BEGIN Data

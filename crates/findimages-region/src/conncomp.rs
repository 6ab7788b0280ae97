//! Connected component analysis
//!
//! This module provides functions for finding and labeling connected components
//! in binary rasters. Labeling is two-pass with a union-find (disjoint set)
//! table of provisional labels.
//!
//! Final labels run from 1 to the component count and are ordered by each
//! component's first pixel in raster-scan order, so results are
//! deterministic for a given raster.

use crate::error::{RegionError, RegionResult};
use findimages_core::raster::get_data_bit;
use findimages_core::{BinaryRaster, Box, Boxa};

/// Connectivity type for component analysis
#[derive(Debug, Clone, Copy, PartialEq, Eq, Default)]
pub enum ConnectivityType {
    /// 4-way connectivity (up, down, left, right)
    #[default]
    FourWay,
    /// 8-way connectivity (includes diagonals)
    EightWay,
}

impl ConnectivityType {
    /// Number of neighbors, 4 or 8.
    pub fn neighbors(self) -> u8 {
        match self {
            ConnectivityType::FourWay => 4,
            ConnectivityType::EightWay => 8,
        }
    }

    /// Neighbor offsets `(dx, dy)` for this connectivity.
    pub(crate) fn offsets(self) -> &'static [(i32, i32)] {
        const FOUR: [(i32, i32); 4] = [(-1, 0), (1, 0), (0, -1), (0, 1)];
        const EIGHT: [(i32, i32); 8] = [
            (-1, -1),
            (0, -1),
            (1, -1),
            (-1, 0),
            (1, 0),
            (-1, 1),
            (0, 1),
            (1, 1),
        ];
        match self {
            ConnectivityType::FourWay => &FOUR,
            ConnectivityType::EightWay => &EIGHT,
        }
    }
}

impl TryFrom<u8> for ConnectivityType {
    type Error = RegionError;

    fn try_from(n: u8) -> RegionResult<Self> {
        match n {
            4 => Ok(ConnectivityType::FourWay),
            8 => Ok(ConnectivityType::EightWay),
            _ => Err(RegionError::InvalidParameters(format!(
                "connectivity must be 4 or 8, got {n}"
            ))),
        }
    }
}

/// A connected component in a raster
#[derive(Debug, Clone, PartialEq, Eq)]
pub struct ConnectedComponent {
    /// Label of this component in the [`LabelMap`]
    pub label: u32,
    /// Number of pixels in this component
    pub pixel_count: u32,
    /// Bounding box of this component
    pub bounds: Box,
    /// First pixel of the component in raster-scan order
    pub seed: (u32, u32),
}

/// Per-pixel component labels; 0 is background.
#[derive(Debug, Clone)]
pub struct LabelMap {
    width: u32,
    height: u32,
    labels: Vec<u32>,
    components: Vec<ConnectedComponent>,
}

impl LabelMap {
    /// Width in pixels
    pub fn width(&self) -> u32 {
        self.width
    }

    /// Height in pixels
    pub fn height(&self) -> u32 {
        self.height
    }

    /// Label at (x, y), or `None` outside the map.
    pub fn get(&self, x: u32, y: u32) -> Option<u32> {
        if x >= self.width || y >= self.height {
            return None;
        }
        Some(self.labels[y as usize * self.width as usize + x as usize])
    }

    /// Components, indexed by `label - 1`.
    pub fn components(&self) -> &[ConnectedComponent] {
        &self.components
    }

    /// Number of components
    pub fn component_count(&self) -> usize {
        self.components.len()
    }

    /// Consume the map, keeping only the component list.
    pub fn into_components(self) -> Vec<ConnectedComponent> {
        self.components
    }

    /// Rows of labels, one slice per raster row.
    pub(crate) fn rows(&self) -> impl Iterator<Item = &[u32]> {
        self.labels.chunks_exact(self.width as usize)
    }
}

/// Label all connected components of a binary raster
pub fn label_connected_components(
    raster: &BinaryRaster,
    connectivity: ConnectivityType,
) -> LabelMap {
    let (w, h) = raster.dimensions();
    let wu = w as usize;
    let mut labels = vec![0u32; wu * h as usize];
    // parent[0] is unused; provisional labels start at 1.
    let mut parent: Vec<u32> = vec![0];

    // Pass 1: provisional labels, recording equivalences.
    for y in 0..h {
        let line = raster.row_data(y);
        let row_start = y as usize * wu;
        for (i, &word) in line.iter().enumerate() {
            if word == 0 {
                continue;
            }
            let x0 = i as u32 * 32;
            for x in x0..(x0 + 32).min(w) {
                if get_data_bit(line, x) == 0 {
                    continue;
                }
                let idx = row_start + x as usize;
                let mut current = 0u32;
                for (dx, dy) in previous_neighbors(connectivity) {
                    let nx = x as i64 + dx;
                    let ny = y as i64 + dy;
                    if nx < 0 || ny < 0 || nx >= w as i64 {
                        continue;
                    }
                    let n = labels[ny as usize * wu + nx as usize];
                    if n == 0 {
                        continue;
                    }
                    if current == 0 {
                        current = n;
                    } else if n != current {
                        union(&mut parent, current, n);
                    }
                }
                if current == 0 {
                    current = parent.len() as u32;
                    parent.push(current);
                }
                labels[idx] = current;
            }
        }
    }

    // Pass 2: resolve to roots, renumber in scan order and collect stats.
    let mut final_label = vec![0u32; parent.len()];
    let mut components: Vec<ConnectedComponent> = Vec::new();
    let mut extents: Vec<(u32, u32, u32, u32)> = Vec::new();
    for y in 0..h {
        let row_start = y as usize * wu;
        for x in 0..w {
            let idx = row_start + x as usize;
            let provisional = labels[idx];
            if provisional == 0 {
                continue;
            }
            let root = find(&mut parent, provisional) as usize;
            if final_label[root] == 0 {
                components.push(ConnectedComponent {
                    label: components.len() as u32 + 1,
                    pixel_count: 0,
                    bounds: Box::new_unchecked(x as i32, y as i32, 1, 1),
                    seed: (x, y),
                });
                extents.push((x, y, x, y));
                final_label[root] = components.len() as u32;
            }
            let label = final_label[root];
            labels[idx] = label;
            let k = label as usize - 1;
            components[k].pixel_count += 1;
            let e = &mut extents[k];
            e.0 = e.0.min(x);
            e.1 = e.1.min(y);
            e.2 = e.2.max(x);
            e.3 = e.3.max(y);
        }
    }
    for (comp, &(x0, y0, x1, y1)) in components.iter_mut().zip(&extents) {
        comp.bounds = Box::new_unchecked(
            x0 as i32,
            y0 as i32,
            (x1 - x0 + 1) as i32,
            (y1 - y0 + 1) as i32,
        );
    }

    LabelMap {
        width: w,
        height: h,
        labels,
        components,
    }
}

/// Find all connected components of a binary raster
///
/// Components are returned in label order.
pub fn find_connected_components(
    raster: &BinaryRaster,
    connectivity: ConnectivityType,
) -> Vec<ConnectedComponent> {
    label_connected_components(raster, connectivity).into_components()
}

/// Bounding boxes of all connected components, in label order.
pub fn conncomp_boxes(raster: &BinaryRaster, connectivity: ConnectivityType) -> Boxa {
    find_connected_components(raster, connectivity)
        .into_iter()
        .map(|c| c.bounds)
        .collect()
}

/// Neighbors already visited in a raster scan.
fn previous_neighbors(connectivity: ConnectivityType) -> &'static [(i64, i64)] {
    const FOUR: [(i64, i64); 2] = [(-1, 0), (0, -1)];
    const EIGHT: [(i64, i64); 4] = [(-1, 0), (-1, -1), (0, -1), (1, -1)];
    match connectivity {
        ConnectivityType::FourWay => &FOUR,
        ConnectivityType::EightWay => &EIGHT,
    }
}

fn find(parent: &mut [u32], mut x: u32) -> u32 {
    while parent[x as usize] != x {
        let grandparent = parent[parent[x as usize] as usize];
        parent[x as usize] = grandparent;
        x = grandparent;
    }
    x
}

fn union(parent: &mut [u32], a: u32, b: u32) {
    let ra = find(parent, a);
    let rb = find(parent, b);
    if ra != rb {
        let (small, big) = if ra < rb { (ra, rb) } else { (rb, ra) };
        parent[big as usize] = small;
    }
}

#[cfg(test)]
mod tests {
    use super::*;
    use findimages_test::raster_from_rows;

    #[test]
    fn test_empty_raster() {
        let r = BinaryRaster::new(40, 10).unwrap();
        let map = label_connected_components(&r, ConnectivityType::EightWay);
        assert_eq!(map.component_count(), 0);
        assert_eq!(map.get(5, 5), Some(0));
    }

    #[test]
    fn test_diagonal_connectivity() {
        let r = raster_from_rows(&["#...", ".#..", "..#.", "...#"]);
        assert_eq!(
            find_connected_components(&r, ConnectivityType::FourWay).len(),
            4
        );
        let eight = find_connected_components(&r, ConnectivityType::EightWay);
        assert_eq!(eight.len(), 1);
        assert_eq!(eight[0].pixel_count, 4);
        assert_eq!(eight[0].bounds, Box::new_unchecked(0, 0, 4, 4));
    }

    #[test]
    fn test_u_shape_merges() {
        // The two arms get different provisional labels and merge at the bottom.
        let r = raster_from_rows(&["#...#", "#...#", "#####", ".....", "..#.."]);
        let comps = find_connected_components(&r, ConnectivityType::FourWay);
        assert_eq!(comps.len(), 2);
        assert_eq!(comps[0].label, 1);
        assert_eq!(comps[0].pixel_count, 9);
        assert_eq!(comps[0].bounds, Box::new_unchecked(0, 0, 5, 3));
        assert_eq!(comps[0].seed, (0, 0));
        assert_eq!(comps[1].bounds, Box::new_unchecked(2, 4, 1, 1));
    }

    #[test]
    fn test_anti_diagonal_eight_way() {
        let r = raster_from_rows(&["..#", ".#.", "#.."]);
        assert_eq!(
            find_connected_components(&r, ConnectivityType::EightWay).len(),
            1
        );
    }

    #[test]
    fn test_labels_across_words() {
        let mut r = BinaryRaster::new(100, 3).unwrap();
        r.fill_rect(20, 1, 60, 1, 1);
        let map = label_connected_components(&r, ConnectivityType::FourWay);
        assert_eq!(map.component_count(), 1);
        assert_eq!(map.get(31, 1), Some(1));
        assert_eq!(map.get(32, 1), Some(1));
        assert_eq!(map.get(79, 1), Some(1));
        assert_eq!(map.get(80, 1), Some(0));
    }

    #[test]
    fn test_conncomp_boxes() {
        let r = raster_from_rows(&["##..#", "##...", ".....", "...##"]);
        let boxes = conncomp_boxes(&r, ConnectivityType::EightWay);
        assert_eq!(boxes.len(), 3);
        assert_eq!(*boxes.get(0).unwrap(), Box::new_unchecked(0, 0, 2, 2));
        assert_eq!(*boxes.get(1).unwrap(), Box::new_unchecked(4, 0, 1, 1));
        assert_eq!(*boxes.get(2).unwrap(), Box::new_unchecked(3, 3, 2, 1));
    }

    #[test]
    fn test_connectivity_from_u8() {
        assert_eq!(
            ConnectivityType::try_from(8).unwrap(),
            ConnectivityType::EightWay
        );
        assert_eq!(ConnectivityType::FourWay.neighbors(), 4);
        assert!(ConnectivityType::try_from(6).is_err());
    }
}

END Data

Requirement: Every line that contains the string "comps" should be returned from the data.

Task solution:
        let comps = find_connected_components(&r, ConnectivityType::FourWay);
        assert_eq!(comps.len(), 2);
        assert_eq!(comps[0].label, 1);
        assert_eq!(comps[0].pixel_count, 9);
        assert_eq!(comps[0].bounds, Box::new_unchecked(0, 0, 5, 3));
        assert_eq!(comps[0].seed, (0, 0));
        assert_eq!(comps[1].bounds, Box::new_unchecked(2, 4, 1, 1));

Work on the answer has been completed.